As a female broadcast war correspondent, Trotta was in uncharted territory. "By instinct and then by hard-learned habit, I worked out how to minimize the sex issue. It was crucial to know when to become invisible, as on that day at a base camp up north when a marine general and I unexpectedly ran smack into 300 of his men -- out in the open taking showers. I pretended not to notice; it would only have made it an episode." As to her toilette -- not a word Trotta would ever use -- "I developed the refined technique of 'thinking dry,' keeping toilet trips into the bush at a minumum, even though the guys who stood guard -- to make sure Charlie wasn't around -- usually didn't mind."

As a conservative, Trotta was especially adrift, uncomfortable with what she perceived as the growing liberal bias of her colleagues against the war. She is disdainful of journalistic and civilian opponents of the Vietnam War, dismissing them as woolly-headed poseurs, suggesting that the military -- many of whom she befriended and admired -- could have won the war if not for interfering politicians, liberal journalists, and raunchy hippies.

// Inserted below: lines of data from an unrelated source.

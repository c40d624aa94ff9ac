// ccstab CLI - curated compound reference table maintenance

mod credentials;
mod exit_codes;
mod fetch;
mod process;
mod util;

use std::path::PathBuf;
use std::process::ExitCode;

use clap::{Parser, Subcommand};

use ccstab_github_client::{auth_file_path, delete_auth, load_auth, save_auth, StoredCredentials};

// Exit codes come from the registry module; never hardcode one here
use exit_codes::{EXIT_IO, EXIT_SUCCESS, EXIT_USAGE};

#[derive(Parser)]
#[command(name = "ccstab")]
#[command(about = "Curated compound reference table maintenance")]
#[command(version)]
struct Cli {
    #[command(subcommand)]
    command: Commands,
}

#[derive(Subcommand)]
enum Commands {
    /// Validate a submission against the reference databases and merge it
    /// into the hosted table
    #[command(after_help = "\
Examples:
  ccstab process NewMetabolites.tsv
  ccstab process NewMetabolites.tsv -i
  ccstab process NewMetabolites.tsv --preview
  ccstab process NewMetabolites.tsv --user MyUsername --password '*Dfw3gf'")]
    Process {
        /// Tab-delimited submission with the compounds to add
        input: PathBuf,

        /// Skip reference validation and merge everything
        #[arg(long, short = 'i')]
        ignore_validation: bool,

        /// Print what would be pushed instead of pushing it
        #[arg(long)]
        preview: bool,

        /// GitHub username
        #[arg(long, env = "CCSTAB_GITHUB_USER")]
        user: Option<String>,

        /// GitHub token or password; prefix with * if scrambled
        #[arg(long, env = "CCSTAB_GITHUB_TOKEN")]
        password: Option<String>,

        /// Repository owner
        #[arg(long, default_value = "PNNL-Comp-Mass-Spec")]
        owner: String,

        /// Repository name
        #[arg(long, default_value = "MetabolomicsCCS")]
        repo: String,

        /// Branch to read from and push to
        #[arg(long, default_value = "master")]
        branch: String,

        /// Directory the report files are written into
        #[arg(long, default_value = ".")]
        out_dir: PathBuf,

        /// Commit message for the pushed files
        #[arg(long, default_value = "Updated data")]
        message: String,

        /// PubChem PUG REST base URL
        #[arg(long, env = "CCSTAB_PUBCHEM_BASE", default_value = fetch::DEFAULT_PUBCHEM_BASE)]
        pubchem_base: String,

        /// KEGG REST base URL
        #[arg(long, env = "CCSTAB_KEGG_BASE", default_value = fetch::DEFAULT_KEGG_BASE)]
        kegg_base: String,

        /// GoodTables service base URL
        #[arg(long, env = "CCSTAB_GOODTABLES_BASE", default_value = fetch::DEFAULT_GOODTABLES_BASE)]
        goodtables_base: String,

        /// Table schema the validation service checks against
        #[arg(long, env = "CCSTAB_SCHEMA_URL", default_value = fetch::DEFAULT_SCHEMA_URL)]
        schema_url: String,

        /// GitHub API base URL (for GitHub Enterprise)
        #[arg(long, env = "CCSTAB_GITHUB_API_BASE")]
        github_api_base: Option<String>,
    },

    /// Render a local table in the Agilent CCS layout
    #[command(after_help = "\
Examples:
  ccstab agilent metabolitedata.tsv
  ccstab agilent metabolitedata.tsv -o metabolitedataAgilent.tsv")]
    Agilent {
        /// Tab-delimited table to render
        input: PathBuf,

        /// Output file (omit for stdout)
        #[arg(long, short = 'o')]
        output: Option<PathBuf>,
    },

    /// Scramble a password; the output is ready for --password
    Scramble {
        /// Plain-text password to scramble
        password: String,
    },

    /// Manage stored GitHub credentials
    Auth {
        #[command(subcommand)]
        command: AuthCommands,
    },
}

#[derive(Subcommand)]
enum AuthCommands {
    /// Store credentials in the user config directory
    Set {
        /// GitHub username
        #[arg(long)]
        user: String,

        /// GitHub token or password; prefix with * if scrambled
        #[arg(long)]
        token: String,
    },

    /// Show whether credentials are stored and for which user
    Status,

    /// Delete the stored credentials
    Clear,
}

fn main() -> ExitCode {
    let cli = Cli::parse();

    let result = match cli.command {
        Commands::Process {
            input,
            ignore_validation,
            preview,
            user,
            password,
            owner,
            repo,
            branch,
            out_dir,
            message,
            pubchem_base,
            kegg_base,
            goodtables_base,
            schema_url,
            github_api_base,
        } => run_process(
            input,
            ignore_validation,
            preview,
            user,
            password,
            owner,
            repo,
            branch,
            out_dir,
            message,
            pubchem_base,
            kegg_base,
            goodtables_base,
            schema_url,
            github_api_base,
        ),
        Commands::Agilent { input, output } => process::cmd_agilent(input, output),
        Commands::Scramble { password } => cmd_scramble(&password),
        Commands::Auth { command } => cmd_auth(command),
    };

    match result {
        Ok(()) => ExitCode::from(EXIT_SUCCESS),
        Err(CliError { code, message, hint }) => {
            if !message.is_empty() {
                eprintln!("error: {}", message);
            }
            if let Some(hint) = hint {
                eprintln!("hint:  {}", hint);
            }
            ExitCode::from(code)
        }
    }
}

#[allow(clippy::too_many_arguments)]
fn run_process(
    input: PathBuf,
    ignore_validation: bool,
    preview: bool,
    user: Option<String>,
    password: Option<String>,
    owner: String,
    repo: String,
    branch: String,
    out_dir: PathBuf,
    message: String,
    pubchem_base: String,
    kegg_base: String,
    goodtables_base: String,
    schema_url: String,
    github_api_base: Option<String>,
) -> Result<(), CliError> {
    let pubchem_base = fetch::parse_base_url("--pubchem-base", &pubchem_base)?;
    let kegg_base = fetch::parse_base_url("--kegg-base", &kegg_base)?;
    let goodtables_base = fetch::parse_base_url("--goodtables-base", &goodtables_base)?;
    let github_api_base = match github_api_base {
        Some(base) => Some(fetch::parse_base_url("--github-api-base", &base)?),
        None => None,
    };

    process::cmd_process(process::ProcessOptions {
        input,
        ignore_validation,
        preview,
        user,
        password,
        owner,
        repo,
        branch,
        out_dir,
        message,
        pubchem_base,
        kegg_base,
        goodtables_base,
        schema_url,
        github_api_base,
    })
}

// ============================================================================
// scramble
// ============================================================================

fn cmd_scramble(password: &str) -> Result<(), CliError> {
    let scrambled = credentials::encode_password(password)?;
    println!("*{}", scrambled);
    Ok(())
}

// ============================================================================
// auth
// ============================================================================

fn cmd_auth(command: AuthCommands) -> Result<(), CliError> {
    match command {
        AuthCommands::Set { user, token } => {
            let token = match token.strip_prefix('*') {
                Some(scrambled) => credentials::decode_password(scrambled)?,
                None => token,
            };
            save_auth(&StoredCredentials::new(user, token))
                .map_err(|e| CliError::io(e.to_string()))?;
            if let Some(path) = auth_file_path() {
                eprintln!("stored credentials in {}", path.display());
            }
            Ok(())
        }
        AuthCommands::Status => {
            match load_auth() {
                Some(creds) => println!("authenticated as {}", creds.username),
                None => println!("no stored credentials"),
            }
            Ok(())
        }
        AuthCommands::Clear => {
            delete_auth().map_err(|e| CliError::io(e.to_string()))?;
            println!("cleared stored credentials");
            Ok(())
        }
    }
}

// ============================================================================
// Error plumbing
// ============================================================================

#[derive(Debug)]
pub struct CliError {
    pub code: u8,
    pub message: String,
    pub hint: Option<String>,
}

impl CliError {
    pub fn args(msg: impl Into<String>) -> Self {
        Self { code: EXIT_USAGE, message: msg.into(), hint: None }
    }

    pub fn io(msg: impl Into<String>) -> Self {
        Self { code: EXIT_IO, message: msg.into(), hint: None }
    }

    /// Add a hint to an existing error.
    pub fn with_hint(mut self, hint: impl Into<String>) -> Self {
        self.hint = Some(hint.into());
        self
    }
}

Ten years and countless stories and ominous career signals later, she returned to cover the ghostly anniversary of America's defeat. "I always knew I would go back to Vietnam," writes Trotta at the opening of the book. "It was a compulsion, a resolve to return to the place where I had endured the worst -- and some of the best -- moments of my life."

But Trotta candidly acknowledges another reason for going back: she knew the wolves were circling at CBS News. On her return, she entered into the familiar network news ritual -- checking in with the anchorman, in this case Rather, to see where things stood. "You know, I realize we live in times when a young pretty face counts for a lot," she quotes an enigmatic Rather as saying. "But Dan Rather is only interested in first-rate news coverage." According to Trotta, Rather then warned her that she had "a problem" with at least one member of the new regime coming in to help the then-struggling CBS Evening News. Another vice-president seconded the warning, urging her to find a safe haven before the new management discovered she was past forty.

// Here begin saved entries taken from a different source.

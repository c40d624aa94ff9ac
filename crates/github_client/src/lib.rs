//! GitHub contents API client for the curated reference repository.
//!
//! This crate is the single source of truth for the GitHub wire contract:
//! fetch file, tree sha lookup, create-or-update upload, credential storage.
//!
//! No terminal prompts. No retries. Callers decide preview vs. push.

mod auth;
mod client;

pub use auth::{auth_file_path, delete_auth, load_auth, save_auth, StoredCredentials};
pub use client::{
    preview_text, GithubClient, GithubError, RemoteFile, UploadOutcome, UploadRequest,
};
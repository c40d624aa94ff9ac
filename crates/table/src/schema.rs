//! Header identity for a table: canonical (lower-cased, trimmed) names used
//! for every lookup, plus the original-case names kept for output.

/// Lower-cased, trimmed form of a column name.
pub fn canonicalize(name: &str) -> String {
    name.trim().to_lowercase()
}

/// Owned schema value attached to each `Table`. Duplicate canonical names
/// are kept in declaration order; lookups resolve to the last occurrence.
#[derive(Debug, Clone, Default, PartialEq, Eq)]
pub struct TableSchema {
    canonical: Vec<String>,
    original: Vec<String>,
}

impl TableSchema {
    pub fn from_headers<S: AsRef<str>>(headers: &[S]) -> Self {
        let mut schema = TableSchema::default();
        for header in headers {
            schema.canonical.push(canonicalize(header.as_ref()));
            schema.original.push(header.as_ref().to_string());
        }
        schema
    }

    pub fn canonical(&self) -> &[String] {
        &self.canonical
    }

    pub fn original(&self) -> &[String] {
        &self.original
    }

    pub fn len(&self) -> usize {
        self.canonical.len()
    }

    pub fn is_empty(&self) -> bool {
        self.canonical.is_empty()
    }

    pub fn contains(&self, name: &str) -> bool {
        let canon = canonicalize(name);
        self.canonical.iter().any(|h| *h == canon)
    }

    /// Rewrite the first occurrence of `old` (canonical) to the canonical
    /// form of `new`. Original-case names are left as parsed. Returns the
    /// new canonical name if a header changed.
    pub(crate) fn rename(&mut self, old: &str, new: &str) -> Option<String> {
        let old_canon = canonicalize(old);
        let new_canon = canonicalize(new);
        for slot in self.canonical.iter_mut() {
            if *slot == old_canon {
                *slot = new_canon.clone();
                return Some(new_canon);
            }
        }
        None
    }
}
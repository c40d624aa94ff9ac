//! Derived export layout consumed by downstream mass-spectrometry tooling.
//!
//! One output line per populated adduct column per row, under two fixed
//! header lines. Adduct values that are empty or the literal `N/A` emit
//! nothing.

use crate::error::TableError;
use crate::table::Table;

const HEADER: &str = "###Formula\tMass\tCompound name\tKEGG\tCAS\tPolarity\tIon Species\tCCS\tZ\tGas\tCCS Standard\tNotes\n\
                      #Formula\tMass\tCpd\tKEGG\tCAS\tPolarity\tIon Species\tCCS\tZ\tGas\tCCS Standard\tNotes\n";

/// Adduct CCS columns in emission order: (canonical column, polarity, ion species).
const ADDUCTS: [(&str, &str, &str); 3] = [
    ("mplushccs", "positive", "(M+H)+"),
    ("mplusnaccs", "positive", "(M+Na)+"),
    ("mminushccs", "negative", "(M-H)-"),
];

const BASE_COLUMNS: [&str; 5] = ["formula", "mass", "neutral name", "kegg", "cas"];

/// Render the Agilent-format text for `table`. Fails with `UnknownColumn`
/// if a populated table lacks one of the source columns.
pub fn to_agilent(table: &Table) -> Result<String, TableError> {
    let mut out = String::from(HEADER);
    if table.is_empty() {
        return Ok(out);
    }

    for name in BASE_COLUMNS.iter().chain(ADDUCTS.iter().map(|(c, _, _)| c)) {
        if !table.schema().contains(name) {
            return Err(TableError::UnknownColumn { name: name.to_string() });
        }
    }

    for row in table.rows() {
        let value = |name: &str| row.get(name).map(String::as_str).unwrap_or("");
        let base = format!(
            "{}\t{}\t{}\t{}\t{}",
            value("formula"),
            value("mass"),
            value("neutral name"),
            value("kegg"),
            value("cas")
        );
        for (column, polarity, species) in ADDUCTS {
            let ccs = value(column);
            if ccs.is_empty() || ccs == "N/A" {
                continue;
            }
            out.push_str(&format!("{base}\t{polarity}\t{species}\t{ccs}\t\tN2\t\t\n"));
        }
    }
    Ok(out)
}
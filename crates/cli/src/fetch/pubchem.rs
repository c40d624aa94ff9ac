//! PubChem PUG REST fetcher: compound records by CID, in batches.

use ccstab_refdata::{PugResponse, ReferenceLookup, PUBCHEM_CHUNK};

use crate::exit_codes;
use crate::CliError;

use super::common::FetchClient;

/// Production PUG REST endpoint.
pub const DEFAULT_PUBCHEM_BASE: &str = "https://pubchem.ncbi.nlm.nih.gov/rest/pug";

// ── Error extraction ────────────────────────────────────────────────

/// PUG wraps errors as `{"Fault": {"Code": ..., "Message": ...}}`.
fn extract_pubchem_error(body: &serde_json::Value, status: u16) -> String {
    body["Fault"]["Message"]
        .as_str()
        .or_else(|| body["Fault"]["Code"].as_str())
        .unwrap_or(&format!("HTTP {}", status))
        .to_string()
}

// ── Entry point ─────────────────────────────────────────────────────

/// Fetch compound records for `cids` and merge them into `lookup`.
///
/// Requests [`PUBCHEM_CHUNK`] ids at a time. A failed batch is skipped
/// with a warning so one bad range cannot sink the whole run; if every
/// batch fails the source is treated as down and the run aborts.
pub fn fetch_pubchem(
    base: &str,
    cids: &[u64],
    lookup: &mut ReferenceLookup,
) -> Result<(), CliError> {
    if cids.is_empty() {
        return Ok(());
    }

    let client = FetchClient::new("PubChem", extract_pubchem_error);
    let mut attempted = 0usize;
    let mut failed = 0usize;

    for chunk in cids.chunks(PUBCHEM_CHUNK) {
        let ids = chunk
            .iter()
            .map(|c| c.to_string())
            .collect::<Vec<_>>()
            .join(",");
        let url = format!("{}/compound/cid/{}/JSON", base, ids);
        attempted += 1;

        match client.request_with_retry(|http| http.get(&url)) {
            Ok(Some(body)) => match serde_json::from_value::<PugResponse>(body) {
                Ok(response) => lookup.add_pubchem(response.compounds),
                Err(e) => {
                    failed += 1;
                    eprintln!("warning: PubChem batch response did not parse: {}", e);
                }
            },
            Ok(None) => {
                // 404: PUG holds none of the ids in this batch
                eprintln!(
                    "warning: PubChem has no records for a batch of {} ids",
                    chunk.len(),
                );
            }
            Err(e) => {
                failed += 1;
                eprintln!("warning: PubChem batch skipped: {}", e.message);
            }
        }
    }

    if failed == attempted {
        return Err(CliError {
            code: exit_codes::EXIT_FETCH,
            message: format!("PubChem: all {} batches failed", attempted),
            hint: None,
        });
    }

    Ok(())
}

// ── Tests ───────────────────────────────────────────────────────────
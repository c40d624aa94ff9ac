//! `ccstab-table`: delimited compound table model.
//!
//! Pure data crate: parses and serializes tab-delimited text with
//! header-aware row storage plus a reverse (column-wise) index that stays
//! in sync through add/remove/rename/concat. No I/O dependencies.

pub mod agilent;
pub mod error;
pub mod schema;
pub mod table;

pub use agilent::to_agilent;
pub use error::{ParseWarning, TableError};
pub use schema::TableSchema;
pub use table::Table;
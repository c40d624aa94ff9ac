//! Keyed lookup maps over the two reference sources, built once per run
//! from chunked batch responses and merged first-seen-id-wins.

use std::collections::HashMap;

use crate::kegg::KeggRecord;
use crate::pubchem::PubchemCompound;

/// Ids per PubChem batch request.
pub const PUBCHEM_CHUNK: usize = 100;
/// Ids per KEGG batch request.
pub const KEGG_CHUNK: usize = 10;

/// Pre-built reference maps handed to the curation engine. The engine
/// never fetches; collaborators populate this and pass it in.
#[derive(Debug, Default)]
pub struct ReferenceLookup {
    pubchem: HashMap<u64, PubchemCompound>,
    kegg: HashMap<String, KeggRecord>,
}

impl ReferenceLookup {
    pub fn new() -> Self {
        Self::default()
    }

    /// Merge a batch of PubChem compounds. The first record seen for a cid
    /// wins; records without a cid are dropped.
    pub fn add_pubchem(&mut self, compounds: Vec<PubchemCompound>) {
        for compound in compounds {
            let Some(cid) = compound.cid() else { continue };
            self.pubchem.entry(cid).or_insert(compound);
        }
    }

    /// Merge a batch of KEGG records, first-seen-id-wins.
    pub fn add_kegg(&mut self, records: Vec<KeggRecord>) {
        for record in records {
            self.kegg.entry(record.id.clone()).or_insert(record);
        }
    }

    pub fn pubchem(&self, cid: u64) -> Option<&PubchemCompound> {
        self.pubchem.get(&cid)
    }

    pub fn kegg(&self, id: &str) -> Option<&KeggRecord> {
        self.kegg.get(id)
    }

    pub fn pubchem_len(&self) -> usize {
        self.pubchem.len()
    }

    pub fn kegg_len(&self) -> usize {
        self.kegg.len()
    }
}
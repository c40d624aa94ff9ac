//! Fixed-width comparison blocks for mismatched rows.

use std::fmt::Write;

use ccstab_refdata::{KeggRecord, PubchemCompound};

use crate::oracle::{truncate_mass, RowFacts};

const NO_KEGG: &str = "No Kegg";
const NO_PUBCHEM: &str = "No PubChem";
const NO_CAS: &str = "No Cas Information";

/// Append one comparison block for a mismatched row.
///
/// Four lines per block: a header carrying the row label, the row's own
/// values, then one line per reference source. References that did not
/// resolve get a short placeholder line instead of columns. A blank line
/// closes the block.
pub(crate) fn write_block(
    out: &mut String,
    row_label: usize,
    row: &RowFacts,
    kegg: Option<&KeggRecord>,
    pubchem: Option<&PubchemCompound>,
) {
    let _ = writeln!(
        out,
        "{:>10}{:>10}{:>20}{:>20}{:>20}",
        format!("Row {row_label}"),
        "ID",
        "Mass",
        "Formula",
        "CAS"
    );
    let _ = writeln!(
        out,
        "{:>10}{:>10}{:>20}{:>20}{:>20}",
        "Actual", "", row.mass_trunc, row.formula, row.cas
    );
    match kegg {
        Some(record) => {
            let _ = writeln!(
                out,
                "{:>10}{:>10}{:>20}{:>20}{:>20}",
                "KEGG",
                record.id,
                truncate_mass(record.exact_mass),
                record.formula,
                record.cas()
            );
        }
        None => {
            out.push_str(NO_KEGG);
            out.push('\n');
        }
    }
    match pubchem {
        Some(compound) => {
            let _ = writeln!(
                out,
                "{:>10}{:>10}{:>20}{:>20}{:>20}",
                "PubChem",
                compound.cid().unwrap_or_default(),
                truncate_mass(compound.monoisotopic_mass()),
                compound.formula(),
                NO_CAS
            );
        }
        None => {
            out.push_str(NO_PUBCHEM);
            out.push('\n');
        }
    }
    out.push('\n');
}

// ---------------------------------------------------------------------------
// Tests
// ---------------------------------------------------------------------------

Once more, Trotta's reportorial instincts turned out to be sound. Shortly after her return to Vietnam, she was out of CBS, out of network news, and out of work. She had one day to clean out her office.

Throughout Fighting For Air, Trotta's voice is her own: the timeless, wise-cracking voice of the hard-bitten reporter. She is rarely overtly emotional about herself. Yet the book brings the reader close to tears more than once -- for Trotta, whose father was right after all, for the long line of lonely, defeated journalists whose memories she invokes, and for television news, which has descended into a dark age of shallow, wasteful cruelty.